NCC are compatible with very different proposals for a solution of the mind-brain problem. The
existence of NCC can and does not prove that a version of the mind-brain identity theory is right,
although this existence is perfectly in harmony with it. But classical dualists would still argue that
the correlates are just a consequence or a sign of the brain's interaction with an ontologically
independent mind as renowned neuroscientists like Charles Sherrington, Wilder Penfield and John
Eccles thought. A parallelism without interactions of neuronal and conscious events in the style of
Leibniz is still possible, too, and it is even favoured in a somewhat more down-to-earth fashion by
neuropsychologists like Detlev Linke and Martin Kurthen (1988). And epiphenomenalism, which
holds only a one-way influence from matter to mind but not vice versa, is not falsified by the
discoveries of NCC, either. Thus, one may subscribe to the existence of NCC and can still
postulate that one dualism or another is true. This seems to be both advantageous (for dualists)

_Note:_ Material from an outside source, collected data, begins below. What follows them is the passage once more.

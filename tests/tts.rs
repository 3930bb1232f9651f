use serde_json::json;
use wiremock::matchers::{body_partial_json, header, method, path};
use wiremock::{Mock, MockServer, ResponseTemplate};

use shardai::{BlockingShardClient, Media, ShardClient, ShardError, TransportOptions, TtsParams};

fn client_for(server: &MockServer) -> ShardClient {
    ShardClient::with_options(TransportOptions::new("test-key").with_base_url(server.uri()))
}

fn audio_body(audio: &str) -> serde_json::Value {
    json!({
        "audio": audio,
        "generation-time": 1.1,
        "warning!": null,
        "info": {"provider": "elevenlabs"}
    })
}

#[tokio::test]
async fn elevenlabs_defaults_to_the_rachel_voice() {
    let server = MockServer::start().await;

    Mock::given(method("POST"))
        .and(path("/v1/tts/completions"))
        .and(header("api-key", "test-key"))
        .and(body_partial_json(json!({
            "prompt": "Hello there",
            "model": "ElevenLabs",
            "voice": "Rachel"
        })))
        .respond_with(
            ResponseTemplate::new(200)
                .set_body_json(audio_body("https://cdn.shard-ai.xyz/audio/1.mp3")),
        )
        .expect(1)
        .mount(&server)
        .await;

    let client = client_for(&server);
    let result = client
        .tts
        .completions("Hello there", &TtsParams::default())
        .await
        .unwrap();

    assert_eq!(
        result.audio,
        Media::Remote("https://cdn.shard-ai.xyz/audio/1.mp3".to_string())
    );
    assert_eq!(result.generation_time, 1.1);
    assert!(result.warning.is_none());

    // Voice-clone payloads never carry narrator fields.
    let requests = server.received_requests().await.unwrap();
    let body: serde_json::Value = requests[0].body_json().unwrap();
    assert!(body.get("gender").is_none());
    assert!(body.get("language").is_none());
}

#[tokio::test]
async fn narrator_providers_send_gender_and_language() {
    let server = MockServer::start().await;

    Mock::given(method("POST"))
        .and(path("/v1/tts/completions"))
        .and(body_partial_json(json!({
            "model": "google",
            "gender": "Female",
            "language": "de"
        })))
        .respond_with(
            ResponseTemplate::new(200)
                .set_body_json(audio_body("https://cdn.shard-ai.xyz/audio/2.mp3")),
        )
        .expect(1)
        .mount(&server)
        .await;

    let client = client_for(&server);
    let params = TtsParams::new()
        .with_model("google")
        .with_gender("Female")
        .with_language("de");
    client.tts.completions("Hallo", &params).await.unwrap();

    let requests = server.received_requests().await.unwrap();
    let body: serde_json::Value = requests[0].body_json().unwrap();
    assert!(body.get("voice").is_none());
}

#[tokio::test]
async fn unknown_model_fails_before_any_network_call() {
    let server = MockServer::start().await;

    let client = client_for(&server);
    let params = TtsParams::new().with_model("bogus");
    let err = client.tts.completions("hi", &params).await.unwrap_err();

    match err {
        ShardError::InvalidModel(name) => assert_eq!(name, "bogus"),
        other => panic!("expected InvalidModel, got {:?}", other),
    }
    assert!(server.received_requests().await.unwrap().is_empty());
}

#[tokio::test]
async fn voice_catalog_decodes_every_provider_shape() {
    let server = MockServer::start().await;

    Mock::given(method("GET"))
        .and(path("/v1/tts/voices"))
        .respond_with(ResponseTemplate::new(200).set_body_json(json!({
            "eleven_labs": [
                {
                    "name": "Rachel",
                    "accent": "american",
                    "age": "young",
                    "gender": "female",
                    "use_case": "narration"
                },
                {"name": "Adam"}
            ],
            "tiktok": ["en_us_001", "en_us_006"],
            "bing": {
                "Message": "use locale codes",
                "parameters": {"pitch": "default", "rate": "default"}
            },
            "google": {
                "Messages": ["gender + language selects the voice"]
            }
        })))
        .expect(1)
        .mount(&server)
        .await;

    let client = client_for(&server);
    let catalog = client.tts.voices().await.unwrap();

    assert_eq!(catalog.elevenlabs.len(), 2);
    assert_eq!(catalog.elevenlabs[0].name, "Rachel");
    assert_eq!(catalog.elevenlabs[0].accent.as_deref(), Some("american"));
    assert!(catalog.elevenlabs[1].accent.is_none());
    assert_eq!(catalog.tiktok, ["en_us_001", "en_us_006"]);
    assert_eq!(catalog.edge.message, "use locale codes");
    assert_eq!(catalog.edge.parameters["pitch"], "default");
    assert!(catalog.google.messages.is_array());

    // The catalog endpoint takes no credential header.
    let requests = server.received_requests().await.unwrap();
    assert!(!requests[0].headers.contains_key("api-key"));
}

#[tokio::test]
async fn inline_audio_payload_decodes_without_network() {
    let server = MockServer::start().await;

    Mock::given(method("POST"))
        .and(path("/v1/tts/completions"))
        .respond_with(
            ResponseTemplate::new(200)
                .set_body_json(audio_body("data:audio/mpeg;base64,aGVsbG8=")),
        )
        .mount(&server)
        .await;

    let client = client_for(&server);
    let result = client
        .tts
        .completions("hi", &TtsParams::default())
        .await
        .unwrap();

    let bytes = result.as_bytes().await.unwrap();
    assert_eq!(&bytes[..], b"hello");
    assert_eq!(server.received_requests().await.unwrap().len(), 1);
}

#[tokio::test]
async fn non_200_status_is_a_remote_error() {
    let server = MockServer::start().await;

    Mock::given(method("POST"))
        .and(path("/v1/tts/completions"))
        .respond_with(ResponseTemplate::new(503).set_body_string("overloaded"))
        .mount(&server)
        .await;

    let client = client_for(&server);
    let err = client
        .tts
        .completions("hi", &TtsParams::default())
        .await
        .unwrap_err();

    assert!(matches!(err, ShardError::Remote(503)));
}

#[tokio::test]
async fn blocking_client_shares_the_same_semantics() {
    let server = MockServer::start().await;

    Mock::given(method("POST"))
        .and(path("/v1/tts/completions"))
        .and(body_partial_json(json!({"voice": "Rachel"})))
        .respond_with(
            ResponseTemplate::new(200)
                .set_body_json(audio_body("data:audio/mpeg;base64,aGVsbG8=")),
        )
        .expect(1)
        .mount(&server)
        .await;

    let uri = server.uri();
    let bytes = tokio::task::spawn_blocking(move || {
        let client = BlockingShardClient::with_options(
            TransportOptions::new("test-key").with_base_url(uri),
        );
        let result = client.tts.completions("hi", &TtsParams::default())?;
        result.as_bytes_blocking()
    })
    .await
    .unwrap()
    .unwrap();

    assert_eq!(&bytes[..], b"hello");
}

and detrimental (for naturalists).
Of course these issues depend on our notion of causality. If for example interactionism is true,
causality cannot solely be restricted to physical events like transfer of energy or momentum. On the
contrary, a dualist has to postulate the existence of (up to) four qualitatively different cause-and-
effect relations: interactions between physical events, interactions between mental events and,
furthermore, physical-mental and mental-physical interactions. Parallelism requires the existence of
two distinct sorts of causal relations (physical-physical and mental-mental interactions), so does
epiphenomenalism (physical-physical and physical-mental interactions). Naturalism and, maybe,
idealism, needs just one. If we subscribe to a Humean account of causality instead, a description of
correlations is all there is. Therefore, the existence of NCC would be compatible with most of the
positions regarding the mind-brain problem.
Please note: I do not say that all these positions are equally plausible. My claim is only that the
existence of NCC alone cannot prove or disprove any of these positions. Thus, philosophical
arguments are needed, and this is just one reason for the importance of neurophilosophy.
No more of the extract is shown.